● TASK BRIEF: Which lines in the records below contain the word "runtime"? Report each of them.
---*---
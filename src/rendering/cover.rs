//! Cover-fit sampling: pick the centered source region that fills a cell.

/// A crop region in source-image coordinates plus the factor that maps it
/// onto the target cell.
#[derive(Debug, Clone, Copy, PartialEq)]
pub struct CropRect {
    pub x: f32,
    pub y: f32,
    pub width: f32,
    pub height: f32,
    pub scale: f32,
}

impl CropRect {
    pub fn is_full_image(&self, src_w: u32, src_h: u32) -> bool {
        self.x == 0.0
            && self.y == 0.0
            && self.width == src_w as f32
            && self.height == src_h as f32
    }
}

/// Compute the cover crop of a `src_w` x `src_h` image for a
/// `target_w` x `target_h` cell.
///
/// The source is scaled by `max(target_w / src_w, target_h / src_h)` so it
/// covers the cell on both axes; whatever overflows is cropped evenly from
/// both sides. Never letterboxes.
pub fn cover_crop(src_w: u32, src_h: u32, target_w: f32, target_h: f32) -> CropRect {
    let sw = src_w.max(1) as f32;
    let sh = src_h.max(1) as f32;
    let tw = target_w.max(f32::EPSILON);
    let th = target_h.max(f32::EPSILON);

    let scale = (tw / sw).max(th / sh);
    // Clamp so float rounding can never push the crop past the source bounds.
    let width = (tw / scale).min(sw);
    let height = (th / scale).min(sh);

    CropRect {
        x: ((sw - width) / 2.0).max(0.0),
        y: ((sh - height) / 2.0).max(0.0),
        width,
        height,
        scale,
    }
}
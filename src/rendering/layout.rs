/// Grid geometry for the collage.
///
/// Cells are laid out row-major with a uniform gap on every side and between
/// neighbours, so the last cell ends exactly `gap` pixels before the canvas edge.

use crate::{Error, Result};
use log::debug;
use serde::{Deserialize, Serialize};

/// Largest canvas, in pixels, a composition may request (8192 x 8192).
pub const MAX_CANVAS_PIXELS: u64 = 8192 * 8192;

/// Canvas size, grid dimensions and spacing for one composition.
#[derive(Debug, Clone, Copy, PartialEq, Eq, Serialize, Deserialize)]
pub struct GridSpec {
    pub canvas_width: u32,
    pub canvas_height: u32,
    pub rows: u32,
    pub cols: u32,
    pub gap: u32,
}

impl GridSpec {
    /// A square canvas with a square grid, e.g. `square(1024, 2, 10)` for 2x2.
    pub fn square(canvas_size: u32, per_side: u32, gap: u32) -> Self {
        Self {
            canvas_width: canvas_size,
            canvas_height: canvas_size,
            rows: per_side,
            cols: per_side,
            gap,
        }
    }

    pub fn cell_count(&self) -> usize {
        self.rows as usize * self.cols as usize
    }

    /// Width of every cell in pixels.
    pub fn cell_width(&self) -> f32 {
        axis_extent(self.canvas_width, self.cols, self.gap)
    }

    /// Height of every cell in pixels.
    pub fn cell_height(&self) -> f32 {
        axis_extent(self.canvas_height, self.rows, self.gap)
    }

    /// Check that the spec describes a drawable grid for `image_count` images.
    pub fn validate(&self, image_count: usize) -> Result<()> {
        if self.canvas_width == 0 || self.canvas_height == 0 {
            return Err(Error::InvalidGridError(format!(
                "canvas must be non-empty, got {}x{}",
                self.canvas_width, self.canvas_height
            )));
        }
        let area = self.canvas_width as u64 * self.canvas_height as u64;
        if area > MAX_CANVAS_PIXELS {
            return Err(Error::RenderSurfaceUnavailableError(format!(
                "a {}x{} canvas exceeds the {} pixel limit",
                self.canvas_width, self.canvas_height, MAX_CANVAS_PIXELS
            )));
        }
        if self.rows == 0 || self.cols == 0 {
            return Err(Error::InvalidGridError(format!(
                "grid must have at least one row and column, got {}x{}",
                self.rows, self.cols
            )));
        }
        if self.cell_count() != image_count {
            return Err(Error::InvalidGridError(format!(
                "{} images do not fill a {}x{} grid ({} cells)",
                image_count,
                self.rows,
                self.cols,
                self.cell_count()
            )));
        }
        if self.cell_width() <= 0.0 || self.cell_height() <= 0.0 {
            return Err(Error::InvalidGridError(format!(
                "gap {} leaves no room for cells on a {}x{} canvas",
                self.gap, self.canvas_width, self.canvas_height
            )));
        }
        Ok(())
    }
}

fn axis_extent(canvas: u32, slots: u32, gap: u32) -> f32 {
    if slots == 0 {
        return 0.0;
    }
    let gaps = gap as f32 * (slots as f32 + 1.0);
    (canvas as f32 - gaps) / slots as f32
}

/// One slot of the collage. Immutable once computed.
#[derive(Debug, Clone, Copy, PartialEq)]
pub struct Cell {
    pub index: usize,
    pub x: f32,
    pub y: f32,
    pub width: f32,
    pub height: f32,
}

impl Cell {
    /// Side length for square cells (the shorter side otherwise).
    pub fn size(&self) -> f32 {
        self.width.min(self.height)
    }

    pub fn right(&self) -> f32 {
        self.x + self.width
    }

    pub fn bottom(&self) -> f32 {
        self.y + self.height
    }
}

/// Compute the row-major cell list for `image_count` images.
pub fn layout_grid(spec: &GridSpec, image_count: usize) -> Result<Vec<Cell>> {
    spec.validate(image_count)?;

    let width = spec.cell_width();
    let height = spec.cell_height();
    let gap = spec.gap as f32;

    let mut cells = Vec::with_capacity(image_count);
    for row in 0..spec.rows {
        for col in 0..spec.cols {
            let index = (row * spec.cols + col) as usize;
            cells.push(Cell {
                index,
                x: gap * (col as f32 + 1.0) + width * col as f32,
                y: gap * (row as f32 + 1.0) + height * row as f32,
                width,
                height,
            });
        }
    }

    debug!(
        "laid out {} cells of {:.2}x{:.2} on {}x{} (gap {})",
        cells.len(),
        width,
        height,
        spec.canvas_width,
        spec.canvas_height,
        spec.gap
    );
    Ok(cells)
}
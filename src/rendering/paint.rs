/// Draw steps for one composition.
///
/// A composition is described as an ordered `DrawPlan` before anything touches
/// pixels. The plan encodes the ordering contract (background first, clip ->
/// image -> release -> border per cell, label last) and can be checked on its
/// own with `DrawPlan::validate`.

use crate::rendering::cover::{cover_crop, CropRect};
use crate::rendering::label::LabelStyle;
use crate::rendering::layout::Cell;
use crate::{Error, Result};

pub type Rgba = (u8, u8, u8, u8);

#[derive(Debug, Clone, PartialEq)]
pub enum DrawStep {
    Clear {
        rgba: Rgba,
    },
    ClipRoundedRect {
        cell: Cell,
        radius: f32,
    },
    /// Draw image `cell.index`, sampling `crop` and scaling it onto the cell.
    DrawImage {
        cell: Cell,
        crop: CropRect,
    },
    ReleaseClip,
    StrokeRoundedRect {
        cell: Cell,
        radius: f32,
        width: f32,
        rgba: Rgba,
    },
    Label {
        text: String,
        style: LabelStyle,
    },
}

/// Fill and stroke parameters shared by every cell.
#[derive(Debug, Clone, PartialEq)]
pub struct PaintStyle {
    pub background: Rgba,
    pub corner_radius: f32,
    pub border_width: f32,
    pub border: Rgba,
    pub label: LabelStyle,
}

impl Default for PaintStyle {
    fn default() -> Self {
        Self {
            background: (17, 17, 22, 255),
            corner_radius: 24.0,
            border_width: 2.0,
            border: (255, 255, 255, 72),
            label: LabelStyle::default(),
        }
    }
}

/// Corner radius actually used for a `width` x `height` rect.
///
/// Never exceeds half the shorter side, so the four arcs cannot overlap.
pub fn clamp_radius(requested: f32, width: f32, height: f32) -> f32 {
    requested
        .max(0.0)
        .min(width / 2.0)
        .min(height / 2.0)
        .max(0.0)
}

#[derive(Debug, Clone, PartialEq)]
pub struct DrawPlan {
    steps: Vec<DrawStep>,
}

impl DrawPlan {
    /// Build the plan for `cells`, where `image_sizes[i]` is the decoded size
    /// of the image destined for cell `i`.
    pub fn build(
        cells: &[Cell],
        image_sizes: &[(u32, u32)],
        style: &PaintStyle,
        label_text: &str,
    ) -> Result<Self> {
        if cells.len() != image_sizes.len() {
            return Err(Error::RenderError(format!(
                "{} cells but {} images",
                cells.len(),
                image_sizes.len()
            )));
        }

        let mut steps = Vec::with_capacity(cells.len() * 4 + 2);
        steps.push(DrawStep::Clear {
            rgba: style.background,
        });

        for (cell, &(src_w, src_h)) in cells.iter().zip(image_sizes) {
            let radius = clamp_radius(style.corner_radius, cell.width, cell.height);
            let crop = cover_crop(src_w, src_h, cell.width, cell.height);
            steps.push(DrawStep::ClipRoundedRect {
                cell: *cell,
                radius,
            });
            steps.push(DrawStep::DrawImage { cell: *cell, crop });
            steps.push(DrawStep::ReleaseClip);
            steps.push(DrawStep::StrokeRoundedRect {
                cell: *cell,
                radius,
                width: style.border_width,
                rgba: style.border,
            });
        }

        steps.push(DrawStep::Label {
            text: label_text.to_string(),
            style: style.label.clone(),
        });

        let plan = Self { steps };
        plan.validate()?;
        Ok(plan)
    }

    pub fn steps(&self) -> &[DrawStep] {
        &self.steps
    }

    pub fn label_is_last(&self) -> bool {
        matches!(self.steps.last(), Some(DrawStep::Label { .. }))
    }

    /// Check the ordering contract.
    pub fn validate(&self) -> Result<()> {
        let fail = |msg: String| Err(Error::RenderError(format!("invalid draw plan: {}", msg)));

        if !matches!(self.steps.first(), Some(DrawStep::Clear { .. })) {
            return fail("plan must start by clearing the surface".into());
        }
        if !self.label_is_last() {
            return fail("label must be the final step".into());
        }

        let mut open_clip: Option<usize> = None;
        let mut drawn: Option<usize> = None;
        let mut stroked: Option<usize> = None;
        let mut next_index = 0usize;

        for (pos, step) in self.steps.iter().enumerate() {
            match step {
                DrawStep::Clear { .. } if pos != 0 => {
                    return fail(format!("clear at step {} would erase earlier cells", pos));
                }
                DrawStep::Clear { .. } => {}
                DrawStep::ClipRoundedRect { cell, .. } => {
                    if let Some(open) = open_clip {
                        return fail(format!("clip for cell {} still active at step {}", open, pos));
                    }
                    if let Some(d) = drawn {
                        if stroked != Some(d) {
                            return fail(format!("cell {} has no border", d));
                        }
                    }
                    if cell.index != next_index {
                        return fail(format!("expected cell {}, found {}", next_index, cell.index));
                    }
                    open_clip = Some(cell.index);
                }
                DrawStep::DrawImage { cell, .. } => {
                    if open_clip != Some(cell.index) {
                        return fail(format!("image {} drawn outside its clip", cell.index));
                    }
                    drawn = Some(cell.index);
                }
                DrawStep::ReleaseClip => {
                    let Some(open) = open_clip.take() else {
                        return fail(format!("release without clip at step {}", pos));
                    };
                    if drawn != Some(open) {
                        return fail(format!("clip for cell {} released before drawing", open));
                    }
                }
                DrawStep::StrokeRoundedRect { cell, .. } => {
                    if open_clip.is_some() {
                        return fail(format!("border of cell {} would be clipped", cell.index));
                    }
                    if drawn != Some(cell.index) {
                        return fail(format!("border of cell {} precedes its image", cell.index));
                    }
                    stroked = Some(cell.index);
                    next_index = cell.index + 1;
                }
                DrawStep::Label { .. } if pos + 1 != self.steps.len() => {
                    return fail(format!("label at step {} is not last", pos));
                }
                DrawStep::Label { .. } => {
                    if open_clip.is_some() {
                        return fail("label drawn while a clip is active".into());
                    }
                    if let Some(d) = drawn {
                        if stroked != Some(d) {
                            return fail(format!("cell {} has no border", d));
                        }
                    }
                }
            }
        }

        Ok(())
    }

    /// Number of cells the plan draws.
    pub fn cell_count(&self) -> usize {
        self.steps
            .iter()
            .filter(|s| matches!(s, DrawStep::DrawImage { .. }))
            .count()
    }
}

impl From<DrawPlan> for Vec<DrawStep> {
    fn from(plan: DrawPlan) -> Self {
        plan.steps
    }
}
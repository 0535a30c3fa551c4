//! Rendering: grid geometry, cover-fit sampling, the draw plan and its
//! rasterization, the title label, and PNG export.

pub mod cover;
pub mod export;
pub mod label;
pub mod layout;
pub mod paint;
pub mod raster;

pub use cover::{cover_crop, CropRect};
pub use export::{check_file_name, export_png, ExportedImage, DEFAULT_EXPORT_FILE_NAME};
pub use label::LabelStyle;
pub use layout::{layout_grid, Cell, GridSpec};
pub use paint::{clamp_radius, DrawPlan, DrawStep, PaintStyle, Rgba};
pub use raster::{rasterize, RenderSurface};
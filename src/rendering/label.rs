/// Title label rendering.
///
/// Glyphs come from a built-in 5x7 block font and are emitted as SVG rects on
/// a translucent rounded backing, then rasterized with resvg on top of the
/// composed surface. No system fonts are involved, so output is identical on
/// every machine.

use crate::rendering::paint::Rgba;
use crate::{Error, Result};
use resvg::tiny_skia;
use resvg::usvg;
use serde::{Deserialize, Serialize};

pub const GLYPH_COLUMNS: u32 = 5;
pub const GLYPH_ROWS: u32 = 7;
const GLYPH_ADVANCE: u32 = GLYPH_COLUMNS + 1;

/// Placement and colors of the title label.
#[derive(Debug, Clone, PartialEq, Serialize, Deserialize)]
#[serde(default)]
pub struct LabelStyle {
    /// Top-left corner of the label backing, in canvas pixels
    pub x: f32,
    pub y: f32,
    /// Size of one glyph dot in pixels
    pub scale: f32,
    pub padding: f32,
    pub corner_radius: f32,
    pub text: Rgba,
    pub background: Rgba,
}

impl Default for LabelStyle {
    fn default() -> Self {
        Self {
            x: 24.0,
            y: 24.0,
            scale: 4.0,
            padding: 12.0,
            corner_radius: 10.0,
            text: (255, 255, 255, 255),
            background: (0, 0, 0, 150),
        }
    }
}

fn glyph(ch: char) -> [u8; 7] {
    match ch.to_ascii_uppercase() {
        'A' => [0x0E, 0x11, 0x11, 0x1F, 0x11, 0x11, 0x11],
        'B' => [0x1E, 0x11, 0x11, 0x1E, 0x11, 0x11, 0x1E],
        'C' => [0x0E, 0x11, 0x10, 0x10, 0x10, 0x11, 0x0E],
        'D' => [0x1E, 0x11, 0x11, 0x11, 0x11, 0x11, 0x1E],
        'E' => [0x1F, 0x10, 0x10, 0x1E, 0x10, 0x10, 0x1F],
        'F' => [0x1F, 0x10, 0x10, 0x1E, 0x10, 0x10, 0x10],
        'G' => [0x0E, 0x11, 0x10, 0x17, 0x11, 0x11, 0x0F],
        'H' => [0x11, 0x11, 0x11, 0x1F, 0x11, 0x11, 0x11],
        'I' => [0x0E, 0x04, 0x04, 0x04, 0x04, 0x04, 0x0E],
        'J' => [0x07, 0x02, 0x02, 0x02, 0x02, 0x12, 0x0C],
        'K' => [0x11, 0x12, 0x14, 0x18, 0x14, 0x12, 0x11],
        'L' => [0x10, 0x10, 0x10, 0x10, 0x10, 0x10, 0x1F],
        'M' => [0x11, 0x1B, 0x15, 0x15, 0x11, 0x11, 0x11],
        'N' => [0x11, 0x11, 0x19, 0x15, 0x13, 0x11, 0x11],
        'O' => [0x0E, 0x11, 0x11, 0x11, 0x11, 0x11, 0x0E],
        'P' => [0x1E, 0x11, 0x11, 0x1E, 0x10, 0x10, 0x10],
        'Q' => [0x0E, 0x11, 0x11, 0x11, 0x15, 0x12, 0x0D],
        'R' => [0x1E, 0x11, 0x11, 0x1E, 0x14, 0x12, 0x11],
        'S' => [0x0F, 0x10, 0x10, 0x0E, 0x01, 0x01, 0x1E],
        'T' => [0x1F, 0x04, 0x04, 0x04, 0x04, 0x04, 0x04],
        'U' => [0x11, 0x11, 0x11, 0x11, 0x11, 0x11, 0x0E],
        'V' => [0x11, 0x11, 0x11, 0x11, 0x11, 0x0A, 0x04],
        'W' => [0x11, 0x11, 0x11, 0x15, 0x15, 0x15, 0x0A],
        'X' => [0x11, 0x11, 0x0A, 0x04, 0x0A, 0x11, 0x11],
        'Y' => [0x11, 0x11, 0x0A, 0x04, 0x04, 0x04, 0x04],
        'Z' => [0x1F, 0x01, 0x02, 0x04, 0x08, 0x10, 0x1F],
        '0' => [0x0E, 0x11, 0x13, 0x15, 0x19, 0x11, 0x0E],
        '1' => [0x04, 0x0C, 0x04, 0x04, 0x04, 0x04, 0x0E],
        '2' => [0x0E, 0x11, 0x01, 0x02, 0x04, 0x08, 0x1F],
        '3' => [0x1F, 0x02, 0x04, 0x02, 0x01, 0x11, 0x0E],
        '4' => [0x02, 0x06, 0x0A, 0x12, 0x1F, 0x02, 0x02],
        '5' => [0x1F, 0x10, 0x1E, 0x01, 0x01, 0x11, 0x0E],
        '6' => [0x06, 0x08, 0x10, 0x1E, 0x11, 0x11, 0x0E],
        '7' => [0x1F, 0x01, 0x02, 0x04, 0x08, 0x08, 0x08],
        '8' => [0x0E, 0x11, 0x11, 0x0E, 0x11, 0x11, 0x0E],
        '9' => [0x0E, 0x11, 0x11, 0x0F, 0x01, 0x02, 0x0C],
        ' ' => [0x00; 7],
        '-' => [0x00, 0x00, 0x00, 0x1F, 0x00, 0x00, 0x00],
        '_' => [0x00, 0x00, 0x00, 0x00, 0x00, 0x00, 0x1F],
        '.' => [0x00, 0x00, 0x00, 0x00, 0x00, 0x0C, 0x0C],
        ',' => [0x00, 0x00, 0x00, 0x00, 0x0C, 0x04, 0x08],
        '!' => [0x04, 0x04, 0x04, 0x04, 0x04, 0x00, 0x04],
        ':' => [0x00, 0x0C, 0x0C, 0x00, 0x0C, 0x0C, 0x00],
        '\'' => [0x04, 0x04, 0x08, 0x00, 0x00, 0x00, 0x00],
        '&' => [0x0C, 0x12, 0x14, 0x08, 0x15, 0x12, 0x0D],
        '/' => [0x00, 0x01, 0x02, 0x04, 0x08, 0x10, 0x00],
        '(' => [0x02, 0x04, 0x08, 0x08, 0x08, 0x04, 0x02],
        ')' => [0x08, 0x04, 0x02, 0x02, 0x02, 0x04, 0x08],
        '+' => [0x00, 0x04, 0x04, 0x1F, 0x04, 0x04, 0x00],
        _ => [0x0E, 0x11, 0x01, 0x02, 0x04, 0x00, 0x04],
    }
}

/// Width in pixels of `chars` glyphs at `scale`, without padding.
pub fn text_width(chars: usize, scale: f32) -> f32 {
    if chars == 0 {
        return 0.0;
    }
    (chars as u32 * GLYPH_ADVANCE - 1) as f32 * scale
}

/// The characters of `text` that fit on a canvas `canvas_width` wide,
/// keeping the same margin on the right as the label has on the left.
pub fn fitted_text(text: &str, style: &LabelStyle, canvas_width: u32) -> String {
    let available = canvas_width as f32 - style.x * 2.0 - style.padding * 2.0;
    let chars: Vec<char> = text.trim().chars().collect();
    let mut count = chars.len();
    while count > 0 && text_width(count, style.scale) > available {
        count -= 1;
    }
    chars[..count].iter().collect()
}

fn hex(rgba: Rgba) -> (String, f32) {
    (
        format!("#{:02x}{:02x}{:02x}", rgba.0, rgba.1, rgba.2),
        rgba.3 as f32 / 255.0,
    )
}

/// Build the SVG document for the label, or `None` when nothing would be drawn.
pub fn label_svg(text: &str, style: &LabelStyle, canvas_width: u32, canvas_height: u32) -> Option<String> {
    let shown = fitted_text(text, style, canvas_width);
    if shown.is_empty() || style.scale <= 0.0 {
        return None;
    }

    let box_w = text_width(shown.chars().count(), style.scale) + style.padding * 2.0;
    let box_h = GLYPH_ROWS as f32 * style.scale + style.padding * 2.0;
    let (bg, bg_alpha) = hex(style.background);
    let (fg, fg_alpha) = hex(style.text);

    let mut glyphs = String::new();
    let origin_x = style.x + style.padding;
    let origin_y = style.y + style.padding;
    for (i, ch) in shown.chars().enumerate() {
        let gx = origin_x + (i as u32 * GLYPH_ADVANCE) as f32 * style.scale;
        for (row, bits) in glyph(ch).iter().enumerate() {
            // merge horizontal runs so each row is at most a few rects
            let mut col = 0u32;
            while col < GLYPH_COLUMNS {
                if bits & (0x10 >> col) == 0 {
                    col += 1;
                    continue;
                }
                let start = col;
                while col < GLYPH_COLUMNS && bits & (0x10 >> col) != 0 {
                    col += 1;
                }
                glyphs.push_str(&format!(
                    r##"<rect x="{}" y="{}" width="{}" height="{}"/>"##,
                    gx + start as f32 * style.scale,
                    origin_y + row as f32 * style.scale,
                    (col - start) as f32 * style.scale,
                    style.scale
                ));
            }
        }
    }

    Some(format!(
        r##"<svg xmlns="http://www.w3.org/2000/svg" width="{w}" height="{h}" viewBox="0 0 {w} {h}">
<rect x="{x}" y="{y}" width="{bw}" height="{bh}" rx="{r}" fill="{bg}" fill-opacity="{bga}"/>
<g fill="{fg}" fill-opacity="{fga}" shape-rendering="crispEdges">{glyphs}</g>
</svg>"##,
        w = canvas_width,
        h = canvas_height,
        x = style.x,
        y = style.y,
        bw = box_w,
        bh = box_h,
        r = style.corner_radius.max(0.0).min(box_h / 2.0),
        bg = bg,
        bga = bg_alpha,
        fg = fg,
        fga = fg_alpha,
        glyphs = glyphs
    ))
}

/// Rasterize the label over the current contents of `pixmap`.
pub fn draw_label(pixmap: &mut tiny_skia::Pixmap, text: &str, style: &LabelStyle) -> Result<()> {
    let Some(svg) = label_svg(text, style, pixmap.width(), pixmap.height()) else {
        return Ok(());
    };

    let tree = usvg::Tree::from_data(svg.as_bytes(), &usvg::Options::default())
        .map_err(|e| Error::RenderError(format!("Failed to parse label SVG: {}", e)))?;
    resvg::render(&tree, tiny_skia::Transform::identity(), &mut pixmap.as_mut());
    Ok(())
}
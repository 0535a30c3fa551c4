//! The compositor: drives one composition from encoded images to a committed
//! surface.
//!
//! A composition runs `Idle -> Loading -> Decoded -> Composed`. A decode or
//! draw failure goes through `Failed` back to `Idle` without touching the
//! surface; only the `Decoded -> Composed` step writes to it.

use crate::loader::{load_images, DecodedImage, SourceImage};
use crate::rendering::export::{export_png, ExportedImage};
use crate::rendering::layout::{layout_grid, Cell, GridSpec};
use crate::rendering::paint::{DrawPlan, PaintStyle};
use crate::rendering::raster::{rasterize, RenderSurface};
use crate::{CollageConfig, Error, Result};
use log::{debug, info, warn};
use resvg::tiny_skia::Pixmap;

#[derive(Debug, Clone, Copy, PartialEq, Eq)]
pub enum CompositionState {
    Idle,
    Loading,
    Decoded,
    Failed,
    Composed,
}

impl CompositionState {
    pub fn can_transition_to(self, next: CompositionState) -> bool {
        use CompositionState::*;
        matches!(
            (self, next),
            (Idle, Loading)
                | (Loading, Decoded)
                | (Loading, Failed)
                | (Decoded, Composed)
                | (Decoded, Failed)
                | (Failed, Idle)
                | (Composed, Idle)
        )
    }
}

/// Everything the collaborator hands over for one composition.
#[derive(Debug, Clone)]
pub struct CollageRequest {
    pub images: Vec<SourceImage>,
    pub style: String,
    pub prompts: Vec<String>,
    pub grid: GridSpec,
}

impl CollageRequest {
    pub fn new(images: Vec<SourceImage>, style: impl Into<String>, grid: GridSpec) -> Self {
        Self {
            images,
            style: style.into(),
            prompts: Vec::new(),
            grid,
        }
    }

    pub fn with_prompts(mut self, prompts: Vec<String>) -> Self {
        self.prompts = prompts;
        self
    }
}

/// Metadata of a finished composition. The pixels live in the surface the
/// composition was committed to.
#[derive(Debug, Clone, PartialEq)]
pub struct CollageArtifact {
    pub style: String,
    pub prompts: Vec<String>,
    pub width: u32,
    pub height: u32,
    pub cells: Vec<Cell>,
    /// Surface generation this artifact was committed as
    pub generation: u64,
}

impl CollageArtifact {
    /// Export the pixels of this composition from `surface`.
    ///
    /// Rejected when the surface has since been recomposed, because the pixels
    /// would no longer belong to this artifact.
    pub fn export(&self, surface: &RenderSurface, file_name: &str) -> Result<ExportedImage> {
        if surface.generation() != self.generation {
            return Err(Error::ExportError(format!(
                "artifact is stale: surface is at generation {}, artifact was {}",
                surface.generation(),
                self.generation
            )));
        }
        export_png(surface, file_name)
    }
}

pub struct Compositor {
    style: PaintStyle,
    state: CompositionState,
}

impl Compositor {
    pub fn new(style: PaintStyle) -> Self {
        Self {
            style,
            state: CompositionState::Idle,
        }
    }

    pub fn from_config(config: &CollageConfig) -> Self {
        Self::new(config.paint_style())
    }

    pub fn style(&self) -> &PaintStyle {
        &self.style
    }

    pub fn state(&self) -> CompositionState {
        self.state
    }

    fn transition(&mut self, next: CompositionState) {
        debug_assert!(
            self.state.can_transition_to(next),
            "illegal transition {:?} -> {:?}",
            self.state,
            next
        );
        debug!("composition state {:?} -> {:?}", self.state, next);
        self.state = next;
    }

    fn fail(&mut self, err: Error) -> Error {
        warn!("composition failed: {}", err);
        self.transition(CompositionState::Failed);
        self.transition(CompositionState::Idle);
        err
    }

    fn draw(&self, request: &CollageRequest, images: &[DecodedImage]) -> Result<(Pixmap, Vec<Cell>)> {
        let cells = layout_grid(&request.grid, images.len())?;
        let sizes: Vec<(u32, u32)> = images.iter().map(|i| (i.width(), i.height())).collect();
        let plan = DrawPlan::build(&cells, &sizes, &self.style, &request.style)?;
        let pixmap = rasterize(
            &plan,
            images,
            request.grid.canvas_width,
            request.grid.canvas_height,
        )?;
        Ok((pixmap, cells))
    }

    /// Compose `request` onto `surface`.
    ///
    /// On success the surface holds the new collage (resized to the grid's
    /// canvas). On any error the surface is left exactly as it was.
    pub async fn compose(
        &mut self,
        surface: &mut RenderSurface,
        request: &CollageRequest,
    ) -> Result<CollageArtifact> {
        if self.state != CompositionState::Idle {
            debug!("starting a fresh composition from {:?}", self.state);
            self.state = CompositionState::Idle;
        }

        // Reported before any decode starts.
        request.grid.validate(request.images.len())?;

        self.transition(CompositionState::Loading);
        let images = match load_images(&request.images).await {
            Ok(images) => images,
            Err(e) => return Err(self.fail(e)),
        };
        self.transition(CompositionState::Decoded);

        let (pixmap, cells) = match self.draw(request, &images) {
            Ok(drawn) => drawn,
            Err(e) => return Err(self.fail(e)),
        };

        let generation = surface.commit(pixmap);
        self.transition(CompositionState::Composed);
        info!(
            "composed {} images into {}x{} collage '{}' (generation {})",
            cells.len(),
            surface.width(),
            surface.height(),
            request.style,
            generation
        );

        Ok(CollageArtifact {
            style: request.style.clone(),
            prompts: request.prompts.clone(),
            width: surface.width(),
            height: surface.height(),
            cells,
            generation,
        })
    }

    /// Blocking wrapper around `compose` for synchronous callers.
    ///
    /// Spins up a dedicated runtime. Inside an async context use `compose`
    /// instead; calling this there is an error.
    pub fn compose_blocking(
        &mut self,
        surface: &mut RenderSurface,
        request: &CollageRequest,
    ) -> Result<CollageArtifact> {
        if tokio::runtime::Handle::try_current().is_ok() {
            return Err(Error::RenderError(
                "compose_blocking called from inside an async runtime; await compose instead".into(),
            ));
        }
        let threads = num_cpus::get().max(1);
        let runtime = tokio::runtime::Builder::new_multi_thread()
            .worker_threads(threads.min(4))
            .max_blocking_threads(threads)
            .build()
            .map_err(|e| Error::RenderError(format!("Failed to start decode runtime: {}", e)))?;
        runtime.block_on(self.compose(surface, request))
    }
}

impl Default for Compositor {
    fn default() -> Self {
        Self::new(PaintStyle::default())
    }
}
---*---
● RESULT OF THIS TASK:
    /// Spins up a dedicated runtime. Inside an async context use `compose`
        if tokio::runtime::Handle::try_current().is_ok() {
                "compose_blocking called from inside an async runtime; await compose instead".into(),
        let runtime = tokio::runtime::Builder::new_multi_thread()
            .map_err(|e| Error::RenderError(format!("Failed to start decode runtime: {}", e)))?;
        runtime.block_on(self.compose(surface, request))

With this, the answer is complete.